Wednesday, May 26, 2021

Wealth inequality has not increased for three decades when all assets accounted for.

From Social Security and Trends in Wealth Inequality by Sylvain Catherine, Max Miller, and Natasha Sarin.  From the Abstract:

Recent influential work finds large increases in inequality in the U.S. based on measures of wealth concentration that notably exclude the value of social insurance programs. This paper revisits this conclusion by incorporating Social Security retirement benefits into measures of wealth inequality. We find that top wealth shares have not increased in the last three decades when Social Security is properly accounted for. This finding is robust to assumptions about how taxes and benefits may change in response to system financing concerns. When discounted at the risk-free rate, real Social Security wealth increased substantially from $4.8 trillion in 1989 to $41.3 trillion in 2016. When we adjust the discount rate for long-run macroeconomic risk, this increase remains sizable, growing from over $3.9 trillion in 1989 to $33.9 trillion in 2016. Consequently, by 2016, Social Security wealth represents 57% of the wealth of the bottom 90% of the wealth distribution.
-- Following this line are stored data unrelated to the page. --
/// Fiat request lifecycle status.
#[derive(Debug, Clone, Copy, PartialEq, Eq, Serialize, Deserialize, ToSchema)]
#[serde(rename_all = "snake_case")]
pub enum FiatRequestStatus {
    /// Request accepted and queued for provider processing.
    Queued,
    /// On-ramp: provider payment session created, waiting for user
    /// authorization.
    AwaitingProvider,
    /// Off-ramp: waiting for the user's token deposit to the reserve wallet.
    AwaitingUserDeposit,
    /// Funds confirmed on the inbound side; outbound settlement not yet done.
    SettlementPending,
    /// Off-ramp: payout handed to the provider, waiting for completion.
    ProviderPending,
    /// Request settled successfully.
    Completed,
    /// Request failed.
    Failed,
}

impl FiatRequestStatus {
    /// Monotonic rank. Valid transitions never decrease it.
    pub fn rank(&self) -> u8 {
        match self {
            FiatRequestStatus::Queued => 0,
            FiatRequestStatus::AwaitingProvider | FiatRequestStatus::AwaitingUserDeposit => 1,
            FiatRequestStatus::SettlementPending => 2,
            FiatRequestStatus::ProviderPending => 3,
            FiatRequestStatus::Completed | FiatRequestStatus::Failed => 4,
        }
    }

    /// Terminal states admit no further transitions.
    pub fn is_terminal(&self) -> bool {
        matches!(self, FiatRequestStatus::Completed | FiatRequestStatus::Failed)
    }
}

/// Persisted fiat request record.
#[derive(Debug, Clone, Serialize, Deserialize, ToSchema)]
pub struct StoredFiatRequest {
    /// Unique request identifier.
    pub request_id: String,
    /// Wallet tied to this request.
    pub wallet_id: String,
    /// Settlement address of the wallet, snapshotted at creation so the
    /// reconciliation engine never needs a wallet lookup.
    pub wallet_address: String,
    /// Owner user ID.
    pub owner_user_id: String,
    /// On-ramp vs off-ramp direction.
    pub direction: FiatDirection,
    /// Requested fiat amount in EUR (normalized decimal string, e.g. "25.50").
    pub amount_eur: String,
    /// Requested amount in minor units (euro cents).
    pub amount_minor: u64,
    /// Selected provider identifier (e.g. `truelayer_sandbox`).
    pub provider: String,
    /// Optional user note.
    #[serde(skip_serializing_if = "Option::is_none")]
    pub note: Option<String>,
    /// Provider reference/session ID, set once the provider session exists.
    #[serde(skip_serializing_if = "Option::is_none")]
    pub provider_reference: Option<String>,
    /// URL where the user continues provider authorization (on-ramp).
    #[serde(skip_serializing_if = "Option::is_none")]
    pub provider_action_url: Option<String>,
    /// Reserve wallet address the user must deposit to (off-ramp).
    #[serde(skip_serializing_if = "Option::is_none")]
    pub service_wallet_address: Option<String>,
    /// Detected deposit transaction hash (off-ramp), set only once the
    /// confirmation threshold is met.
    #[serde(skip_serializing_if = "Option::is_none")]
    pub deposit_tx_hash: Option<String>,
    /// Reserve transfer transaction hash. For on-ramps this is the
    /// settlement payout to the user wallet.
    #[serde(skip_serializing_if = "Option::is_none")]
    pub reserve_transfer_tx_hash: Option<String>,
    /// Payout beneficiary name (off-ramp).
    #[serde(skip_serializing_if = "Option::is_none")]
    pub beneficiary_name: Option<String>,
    /// Payout beneficiary account, IBAN (off-ramp).
    #[serde(skip_serializing_if = "Option::is_none")]
    pub beneficiary_account: Option<String>,
    /// Why the request failed, if it did.
    #[serde(skip_serializing_if = "Option::is_none")]
    pub failure_reason: Option<String>,
    /// Current status.
    pub status: FiatRequestStatus,
    /// Compare-and-swap revision counter, bumped on every persisted update.
    #[serde(default)]
    pub revision: u64,
    /// Creation timestamp.
    pub created_at: DateTime<Utc>,
    /// Last update timestamp.
    pub updated_at: DateTime<Utc>,
}

impl StoredFiatRequest {
    /// Construct a new queued on-ramp request.
    #[allow(clippy::too_many_arguments)]
    pub fn new_onramp(
        request_id: String,
        wallet_id: String,
        wallet_address: String,
        owner_user_id: String,
        amount_eur: String,
        amount_minor: u64,
        provider: String,
        note: Option<String>,
    ) -> Self {
        Self::new(
            request_id,
            wallet_id,
            wallet_address,
            owner_user_id,
            FiatDirection::OnRamp,
            amount_eur,
            amount_minor,
            provider,
            note,
        )
    }

    /// Construct a new off-ramp request waiting for the user's deposit.
    #[allow(clippy::too_many_arguments)]
    pub fn new_offramp(
        request_id: String,
        wallet_id: String,
        wallet_address: String,
        owner_user_id: String,
        amount_eur: String,
        amount_minor: u64,
        provider: String,
        note: Option<String>,
        service_wallet_address: String,
        beneficiary_name: String,
        beneficiary_account: String,
    ) -> Self {
        let mut record = Self::new(
            request_id,
            wallet_id,
            wallet_address,
            owner_user_id,
            FiatDirection::OffRamp,
            amount_eur,
            amount_minor,
            provider,
            note,
        );
        record.status = FiatRequestStatus::AwaitingUserDeposit;
        record.service_wallet_address = Some(service_wallet_address);
        record.beneficiary_name = Some(beneficiary_name);
        record.beneficiary_account = Some(beneficiary_account);
        record
    }

    #[allow(clippy::too_many_arguments)]
    fn new(
        request_id: String,
        wallet_id: String,
        wallet_address: String,
        owner_user_id: String,
        direction: FiatDirection,
        amount_eur: String,
        amount_minor: u64,
        provider: String,
        note: Option<String>,
    ) -> Self {
        let now = Utc::now();
        Self {
            request_id,
            wallet_id,
            wallet_address,
            owner_user_id,
            direction,
            amount_eur,
            amount_minor,
            provider,
            note,
            provider_reference: None,
            provider_action_url: None,
            service_wallet_address: None,
            deposit_tx_hash: None,
            reserve_transfer_tx_hash: None,
            beneficiary_name: None,
            beneficiary_account: None,
            failure_reason: None,
            status: FiatRequestStatus::Queued,
            revision: 0,
            created_at: now,
            updated_at: now,
        }
    }

    /// Advance to `next` if that does not regress the status rank.
    ///
    /// Returns whether the status actually changed. Rank regressions are
    /// refused, which makes duplicate or late triggers harmless.
    pub fn advance(&mut self, next: FiatRequestStatus) -> bool {
        if self.status.is_terminal() || next.rank() <= self.status.rank() {
            return false;
        }
        self.status = next;
        self.updated_at = Utc::now();
        true
    }

    /// Move to `Failed` with a reason. Allowed from any non-terminal state.
    pub fn fail(&mut self, reason: impl Into<String>) -> bool {
        if self.status.is_terminal() {
            return false;
        }
        self.status = FiatRequestStatus::Failed;
        self.failure_reason = Some(reason.into());
        self.updated_at = Utc::now();
        true
    }
}

/// Repository for fiat request storage.
pub struct FiatRequestRepository<'a> {
    storage: &'a EncryptedStorage,
}

impl<'a> FiatRequestRepository<'a> {
    /// Create repository.
    pub fn new(storage: &'a EncryptedStorage) -> Self {
        Self { storage }
    }

    /// Check if request exists.
    pub fn exists(&self, request_id: &str) -> bool {
        self.storage
            .exists(self.storage.paths().fiat_request(request_id))
    }

    /// Get request by ID.
    pub fn get(&self, request_id: &str) -> StorageResult<StoredFiatRequest> {
        let path = self.storage.paths().fiat_request(request_id);
        if !self.storage.exists(&path) {
            return Err(StorageError::NotFound(format!("Fiat request {request_id}")));
        }
        self.storage.read_json(path)
    }

    /// Persist new request.
    pub fn create(&self, request: &StoredFiatRequest) -> StorageResult<()> {
        if self.exists(&request.request_id) {
            return Err(StorageError::AlreadyExists(format!(
                "Fiat request {}",
                request.request_id
            )));
        }
        self.storage.write_json(
            self.storage.paths().fiat_request(&request.request_id),
            request,
        )
    }

    /// Compare-and-swap update.
    ///
    /// Persists `request` only if the stored revision still equals
    /// `expected_revision`, bumping the revision on success. Returns the
    /// persisted record.
    pub fn update(
        &self,
        request: &StoredFiatRequest,
        expected_revision: u64,
    ) -> StorageResult<StoredFiatRequest> {
        let current = self.get(&request.request_id)?;
        if current.revision != expected_revision {
            return Err(StorageError::Conflict(format!(
                "Fiat request {}",
                request.request_id
            )));
        }

        let mut next = request.clone();
        next.revision = expected_revision + 1;
        self.storage.write_json(
            self.storage.paths().fiat_request(&next.request_id),
            &next,
        )?;
        Ok(next)
    }

    /// Find a request by its provider reference (webhook resolution).
    pub fn find_by_provider_reference(
        &self,
        reference: &str,
    ) -> StorageResult<Option<StoredFiatRequest>> {
        let ids = self
            .storage
            .list_files(self.storage.paths().fiat_dir(), "json")?;

        for id in ids {
            if let Ok(record) = self.get(&id) {
                if record.provider_reference.as_deref() == Some(reference) {
                    return Ok(Some(record));
                }
            }
        }
        Ok(None)
    }

    /// List all requests for user, newest first.
    pub fn list_by_owner(&self, owner_user_id: &str) -> StorageResult<Vec<StoredFiatRequest>> {
        let ids = self
            .storage
            .list_files(self.storage.paths().fiat_dir(), "json")?;

        let mut requests = Vec::new();
        for id in ids {
            if let Ok(record) = self.get(&id) {
                if record.owner_user_id == owner_user_id {
                    requests.push(record);
                }
            }
        }

        requests.sort_by(|a, b| b.created_at.cmp(&a.created_at));
        Ok(requests)
    }

    /// List all requests for a given wallet owned by user.
    pub fn list_by_wallet_for_owner(
        &self,
        owner_user_id: &str,
        wallet_id: &str,
    ) -> StorageResult<Vec<StoredFiatRequest>> {
        let all = self.list_by_owner(owner_user_id)?;
        Ok(all
            .into_iter()
            .filter(|record| record.wallet_id == wallet_id)
            .collect())
    }

    /// List all requests, newest first (admin view).
    pub fn list_all(&self) -> StorageResult<Vec<StoredFiatRequest>> {
        let ids = self
            .storage
            .list_files(self.storage.paths().fiat_dir(), "json")?;

        let mut requests = Vec::new();
        for id in ids {
            if let Ok(record) = self.get(&id) {
                requests.push(record);
            }
        }

        requests.sort_by(|a, b| b.created_at.cmp(&a.created_at));
        Ok(requests)
    }

    /// IDs of all non-terminal requests (poller work list).
    pub fn list_pending_ids(&self) -> StorageResult<Vec<String>> {
        let ids = self
            .storage
            .list_files(self.storage.paths().fiat_dir(), "json")?;

        let mut pending = Vec::new();
        for id in ids {
            if let Ok(record) = self.get(&id) {
                if !record.status.is_terminal() {
                    pending.push(record.request_id);
                }
            }
        }
        Ok(pending)
    }
}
For more than a decade, perhaps two, it has been known that a good understanding of the economic conditions of the bottom 20% and even 40% of the income quintiles necessarily requires incorporation of government transfer programs.  Income inequality is much lower when this is done.  It also explains why absolute consumption levels are so much higher for the bottom two quintiles than if you look only at earned income.  

It also creates some interesting insights such as the bottom two income quintiles, all income included, have household incomes and consumption rates near those of the middle class in 1960 or 1970 in real terms.  

This paper is doing the same adjustment on the wealth side of things.  I am not too surprised that there has been not too much increase in wealth inequality over the past three decades.  The top quintile have done exceptionally well from asset valuation increases but Social Security has become increasingly generous, particularly when you take into account other age targeted programs such Medicare.  

Studies such as this are heavily dependent on assumptions and I have not reviewed it in detail but the findings are not a surprise.  Inequality is a desperate rallying cry on the left but it has far less meaning than it did in 1900 or 1950.